Problem to work on: Say how many lines in the following entries include "message", and add nothing else.

Data entries:
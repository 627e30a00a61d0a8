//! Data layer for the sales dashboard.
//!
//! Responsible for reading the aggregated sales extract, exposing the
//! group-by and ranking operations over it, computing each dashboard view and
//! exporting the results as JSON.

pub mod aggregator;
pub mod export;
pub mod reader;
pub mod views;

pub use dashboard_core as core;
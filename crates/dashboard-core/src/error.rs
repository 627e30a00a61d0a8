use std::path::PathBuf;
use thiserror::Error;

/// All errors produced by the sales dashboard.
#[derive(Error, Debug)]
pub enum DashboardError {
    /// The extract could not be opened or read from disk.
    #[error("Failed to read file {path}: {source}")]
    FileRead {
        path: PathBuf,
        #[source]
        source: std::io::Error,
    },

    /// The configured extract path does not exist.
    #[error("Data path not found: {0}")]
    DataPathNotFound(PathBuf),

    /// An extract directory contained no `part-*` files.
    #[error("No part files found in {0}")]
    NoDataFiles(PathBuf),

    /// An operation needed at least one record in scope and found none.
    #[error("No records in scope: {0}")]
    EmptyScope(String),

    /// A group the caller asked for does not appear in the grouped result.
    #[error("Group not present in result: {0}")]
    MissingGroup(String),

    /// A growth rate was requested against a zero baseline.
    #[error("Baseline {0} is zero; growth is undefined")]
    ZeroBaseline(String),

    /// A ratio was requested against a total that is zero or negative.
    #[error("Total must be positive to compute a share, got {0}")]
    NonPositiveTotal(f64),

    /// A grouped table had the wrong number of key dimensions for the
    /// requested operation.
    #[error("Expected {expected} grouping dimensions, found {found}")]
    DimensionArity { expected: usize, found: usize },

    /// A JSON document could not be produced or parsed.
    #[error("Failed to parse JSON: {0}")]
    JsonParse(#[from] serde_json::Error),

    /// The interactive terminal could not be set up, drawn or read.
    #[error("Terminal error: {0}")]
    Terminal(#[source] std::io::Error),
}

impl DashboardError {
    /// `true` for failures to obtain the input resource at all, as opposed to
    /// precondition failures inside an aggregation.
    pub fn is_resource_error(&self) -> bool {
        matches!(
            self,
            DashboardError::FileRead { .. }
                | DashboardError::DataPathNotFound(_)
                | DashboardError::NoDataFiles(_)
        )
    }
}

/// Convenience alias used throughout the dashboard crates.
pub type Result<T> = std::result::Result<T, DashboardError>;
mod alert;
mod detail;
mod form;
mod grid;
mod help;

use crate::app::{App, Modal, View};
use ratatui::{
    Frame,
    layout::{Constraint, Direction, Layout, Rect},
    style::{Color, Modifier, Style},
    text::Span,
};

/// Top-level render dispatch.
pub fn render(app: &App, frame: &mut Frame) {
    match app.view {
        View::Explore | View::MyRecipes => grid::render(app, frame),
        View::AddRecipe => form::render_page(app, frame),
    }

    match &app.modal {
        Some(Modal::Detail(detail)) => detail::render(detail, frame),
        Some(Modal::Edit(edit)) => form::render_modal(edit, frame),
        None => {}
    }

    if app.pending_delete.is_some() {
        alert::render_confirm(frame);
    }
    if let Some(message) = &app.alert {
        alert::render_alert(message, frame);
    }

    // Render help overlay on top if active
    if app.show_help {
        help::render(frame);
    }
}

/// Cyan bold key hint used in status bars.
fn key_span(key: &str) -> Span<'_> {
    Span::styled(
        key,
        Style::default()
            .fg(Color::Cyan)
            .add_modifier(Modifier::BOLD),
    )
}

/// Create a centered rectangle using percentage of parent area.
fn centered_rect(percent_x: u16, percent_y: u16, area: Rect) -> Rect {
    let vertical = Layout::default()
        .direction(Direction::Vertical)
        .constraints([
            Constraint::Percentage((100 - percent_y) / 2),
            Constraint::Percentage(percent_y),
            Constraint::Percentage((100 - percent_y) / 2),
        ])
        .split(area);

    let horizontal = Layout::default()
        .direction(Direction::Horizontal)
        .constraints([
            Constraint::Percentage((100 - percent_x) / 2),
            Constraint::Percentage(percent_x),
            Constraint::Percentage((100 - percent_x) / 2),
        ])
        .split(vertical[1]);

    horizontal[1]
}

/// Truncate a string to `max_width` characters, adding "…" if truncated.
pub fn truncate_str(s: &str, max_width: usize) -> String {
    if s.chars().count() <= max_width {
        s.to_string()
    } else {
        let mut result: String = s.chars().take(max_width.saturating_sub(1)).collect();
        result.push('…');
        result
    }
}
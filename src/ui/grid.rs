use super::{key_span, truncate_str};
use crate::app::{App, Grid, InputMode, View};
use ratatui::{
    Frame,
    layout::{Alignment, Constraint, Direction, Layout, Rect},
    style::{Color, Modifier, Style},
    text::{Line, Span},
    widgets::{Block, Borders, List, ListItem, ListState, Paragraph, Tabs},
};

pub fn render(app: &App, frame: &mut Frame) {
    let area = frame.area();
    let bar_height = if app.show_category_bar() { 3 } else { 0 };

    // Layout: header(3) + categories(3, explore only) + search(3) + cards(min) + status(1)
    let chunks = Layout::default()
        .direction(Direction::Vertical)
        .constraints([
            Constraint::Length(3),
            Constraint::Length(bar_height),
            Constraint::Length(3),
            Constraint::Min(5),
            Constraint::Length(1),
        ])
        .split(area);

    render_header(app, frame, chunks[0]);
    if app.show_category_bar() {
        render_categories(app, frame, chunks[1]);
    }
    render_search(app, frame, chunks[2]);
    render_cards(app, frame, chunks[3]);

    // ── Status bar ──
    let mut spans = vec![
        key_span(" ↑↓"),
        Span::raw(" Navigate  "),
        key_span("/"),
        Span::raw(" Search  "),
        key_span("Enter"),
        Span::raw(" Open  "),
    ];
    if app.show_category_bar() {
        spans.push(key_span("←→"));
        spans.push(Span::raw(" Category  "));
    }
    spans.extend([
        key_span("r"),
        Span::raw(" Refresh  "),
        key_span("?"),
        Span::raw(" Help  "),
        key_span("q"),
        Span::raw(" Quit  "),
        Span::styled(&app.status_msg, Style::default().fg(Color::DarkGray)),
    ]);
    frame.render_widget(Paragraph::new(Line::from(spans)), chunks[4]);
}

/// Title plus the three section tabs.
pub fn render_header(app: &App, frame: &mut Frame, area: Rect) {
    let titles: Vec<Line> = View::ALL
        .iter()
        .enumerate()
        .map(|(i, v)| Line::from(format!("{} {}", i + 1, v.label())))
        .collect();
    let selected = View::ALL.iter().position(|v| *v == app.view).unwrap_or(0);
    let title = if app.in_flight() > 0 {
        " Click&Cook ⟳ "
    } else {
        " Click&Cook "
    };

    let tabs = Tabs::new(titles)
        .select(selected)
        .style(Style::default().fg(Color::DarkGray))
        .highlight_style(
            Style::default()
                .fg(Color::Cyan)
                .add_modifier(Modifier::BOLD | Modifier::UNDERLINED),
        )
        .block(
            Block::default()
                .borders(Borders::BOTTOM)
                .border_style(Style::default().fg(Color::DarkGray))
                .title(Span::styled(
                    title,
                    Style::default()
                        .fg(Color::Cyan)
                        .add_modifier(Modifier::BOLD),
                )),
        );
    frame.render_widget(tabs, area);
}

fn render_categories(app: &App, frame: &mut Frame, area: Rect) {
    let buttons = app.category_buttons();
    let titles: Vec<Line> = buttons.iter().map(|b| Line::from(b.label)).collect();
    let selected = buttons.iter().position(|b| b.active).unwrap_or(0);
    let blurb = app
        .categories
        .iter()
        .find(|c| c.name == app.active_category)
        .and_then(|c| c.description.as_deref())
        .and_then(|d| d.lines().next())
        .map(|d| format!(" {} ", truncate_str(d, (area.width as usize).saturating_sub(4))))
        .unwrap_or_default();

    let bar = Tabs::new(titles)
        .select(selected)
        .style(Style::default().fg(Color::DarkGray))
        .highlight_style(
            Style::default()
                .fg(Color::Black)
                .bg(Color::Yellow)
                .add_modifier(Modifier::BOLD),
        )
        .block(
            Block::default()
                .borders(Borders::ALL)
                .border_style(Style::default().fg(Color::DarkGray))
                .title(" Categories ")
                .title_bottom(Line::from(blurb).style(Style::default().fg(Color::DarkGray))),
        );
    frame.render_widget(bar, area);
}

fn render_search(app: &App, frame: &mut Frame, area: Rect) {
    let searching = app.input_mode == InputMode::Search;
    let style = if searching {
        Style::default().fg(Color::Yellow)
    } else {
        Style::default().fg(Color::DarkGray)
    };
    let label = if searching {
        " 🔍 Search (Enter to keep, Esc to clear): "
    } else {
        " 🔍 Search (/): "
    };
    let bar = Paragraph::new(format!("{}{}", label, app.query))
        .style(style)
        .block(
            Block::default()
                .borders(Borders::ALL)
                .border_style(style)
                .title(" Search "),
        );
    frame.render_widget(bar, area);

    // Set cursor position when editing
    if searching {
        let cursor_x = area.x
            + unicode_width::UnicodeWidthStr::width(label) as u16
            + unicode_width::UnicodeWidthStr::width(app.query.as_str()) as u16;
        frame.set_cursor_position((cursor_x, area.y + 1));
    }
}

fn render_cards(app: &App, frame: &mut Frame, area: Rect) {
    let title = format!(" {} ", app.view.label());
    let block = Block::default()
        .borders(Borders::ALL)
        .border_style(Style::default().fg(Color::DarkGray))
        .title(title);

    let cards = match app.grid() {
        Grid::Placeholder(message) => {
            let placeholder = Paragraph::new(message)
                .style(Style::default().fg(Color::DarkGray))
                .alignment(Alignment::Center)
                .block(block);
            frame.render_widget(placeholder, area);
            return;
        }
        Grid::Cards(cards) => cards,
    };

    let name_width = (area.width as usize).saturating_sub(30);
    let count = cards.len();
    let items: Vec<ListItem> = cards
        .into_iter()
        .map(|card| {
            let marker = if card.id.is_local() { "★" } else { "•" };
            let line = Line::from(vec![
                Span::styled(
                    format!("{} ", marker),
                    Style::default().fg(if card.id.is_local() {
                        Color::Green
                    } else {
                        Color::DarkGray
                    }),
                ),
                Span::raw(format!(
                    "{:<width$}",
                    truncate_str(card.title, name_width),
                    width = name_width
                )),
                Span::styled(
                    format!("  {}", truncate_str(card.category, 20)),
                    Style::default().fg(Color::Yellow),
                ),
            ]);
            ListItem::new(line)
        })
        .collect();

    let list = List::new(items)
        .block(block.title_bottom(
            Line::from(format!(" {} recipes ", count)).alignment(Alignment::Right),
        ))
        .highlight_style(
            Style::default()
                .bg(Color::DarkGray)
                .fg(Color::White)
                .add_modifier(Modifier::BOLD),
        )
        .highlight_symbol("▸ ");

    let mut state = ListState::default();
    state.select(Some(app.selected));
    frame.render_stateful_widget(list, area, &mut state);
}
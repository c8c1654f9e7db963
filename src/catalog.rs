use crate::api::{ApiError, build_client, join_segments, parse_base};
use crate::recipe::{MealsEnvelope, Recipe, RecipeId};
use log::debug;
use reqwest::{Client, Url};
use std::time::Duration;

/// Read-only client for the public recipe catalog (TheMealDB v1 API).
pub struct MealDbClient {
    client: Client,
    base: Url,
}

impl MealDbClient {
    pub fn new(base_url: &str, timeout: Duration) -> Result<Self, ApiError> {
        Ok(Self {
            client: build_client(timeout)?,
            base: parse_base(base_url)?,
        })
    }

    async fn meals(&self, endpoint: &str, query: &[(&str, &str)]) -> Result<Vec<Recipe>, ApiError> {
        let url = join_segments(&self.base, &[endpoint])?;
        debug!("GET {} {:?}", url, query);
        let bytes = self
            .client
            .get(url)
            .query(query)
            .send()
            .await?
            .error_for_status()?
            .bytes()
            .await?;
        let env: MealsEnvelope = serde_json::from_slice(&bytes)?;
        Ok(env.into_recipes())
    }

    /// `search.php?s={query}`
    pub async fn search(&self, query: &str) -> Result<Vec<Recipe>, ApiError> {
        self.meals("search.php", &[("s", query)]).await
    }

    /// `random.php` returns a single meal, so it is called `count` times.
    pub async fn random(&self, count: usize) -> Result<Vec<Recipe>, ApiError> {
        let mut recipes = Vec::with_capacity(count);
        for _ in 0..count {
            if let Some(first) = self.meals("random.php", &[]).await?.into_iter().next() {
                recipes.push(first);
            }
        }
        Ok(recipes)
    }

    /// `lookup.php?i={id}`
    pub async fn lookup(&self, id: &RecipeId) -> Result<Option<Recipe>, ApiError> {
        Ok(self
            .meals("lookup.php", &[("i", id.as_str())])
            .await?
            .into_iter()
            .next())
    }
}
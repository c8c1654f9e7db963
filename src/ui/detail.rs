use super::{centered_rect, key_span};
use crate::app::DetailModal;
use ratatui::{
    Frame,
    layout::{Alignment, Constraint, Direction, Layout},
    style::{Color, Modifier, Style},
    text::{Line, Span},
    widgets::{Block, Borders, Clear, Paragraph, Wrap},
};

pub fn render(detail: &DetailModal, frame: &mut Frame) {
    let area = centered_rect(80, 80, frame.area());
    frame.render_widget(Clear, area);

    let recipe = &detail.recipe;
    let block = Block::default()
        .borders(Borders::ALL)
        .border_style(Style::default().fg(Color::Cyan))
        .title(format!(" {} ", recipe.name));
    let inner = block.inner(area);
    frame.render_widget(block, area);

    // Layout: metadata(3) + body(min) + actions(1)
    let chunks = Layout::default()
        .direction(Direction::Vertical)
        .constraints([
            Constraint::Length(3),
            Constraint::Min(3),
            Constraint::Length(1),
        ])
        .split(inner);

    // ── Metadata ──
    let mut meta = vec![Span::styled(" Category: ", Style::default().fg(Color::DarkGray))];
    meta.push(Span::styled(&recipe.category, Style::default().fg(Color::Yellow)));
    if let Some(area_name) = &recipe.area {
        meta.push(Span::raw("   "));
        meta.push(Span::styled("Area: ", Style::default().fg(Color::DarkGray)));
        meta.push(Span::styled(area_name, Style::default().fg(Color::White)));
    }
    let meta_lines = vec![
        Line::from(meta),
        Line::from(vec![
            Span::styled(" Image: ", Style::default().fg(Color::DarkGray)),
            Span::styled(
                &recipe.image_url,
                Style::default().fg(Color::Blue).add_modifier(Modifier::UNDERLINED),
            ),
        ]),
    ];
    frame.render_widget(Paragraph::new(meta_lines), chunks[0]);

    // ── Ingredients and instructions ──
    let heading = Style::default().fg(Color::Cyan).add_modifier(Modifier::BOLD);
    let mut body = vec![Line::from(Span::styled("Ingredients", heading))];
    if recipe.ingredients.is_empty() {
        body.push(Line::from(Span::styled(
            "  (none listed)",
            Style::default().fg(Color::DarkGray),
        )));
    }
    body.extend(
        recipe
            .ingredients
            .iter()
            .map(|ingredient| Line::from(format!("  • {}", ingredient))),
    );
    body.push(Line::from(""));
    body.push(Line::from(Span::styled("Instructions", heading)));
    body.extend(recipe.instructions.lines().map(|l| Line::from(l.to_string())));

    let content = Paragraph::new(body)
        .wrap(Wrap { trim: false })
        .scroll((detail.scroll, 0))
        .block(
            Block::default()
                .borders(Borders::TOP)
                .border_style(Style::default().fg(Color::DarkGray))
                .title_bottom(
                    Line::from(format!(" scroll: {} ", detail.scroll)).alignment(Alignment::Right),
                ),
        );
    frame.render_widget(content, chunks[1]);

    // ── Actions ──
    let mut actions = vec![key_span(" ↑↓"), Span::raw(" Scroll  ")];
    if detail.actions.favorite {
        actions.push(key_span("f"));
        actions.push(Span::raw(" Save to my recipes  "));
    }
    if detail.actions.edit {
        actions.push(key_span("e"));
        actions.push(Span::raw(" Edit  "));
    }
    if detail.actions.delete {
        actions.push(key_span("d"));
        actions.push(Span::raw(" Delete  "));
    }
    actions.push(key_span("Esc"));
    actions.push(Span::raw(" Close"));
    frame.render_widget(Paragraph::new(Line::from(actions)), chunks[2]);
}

Your response: 4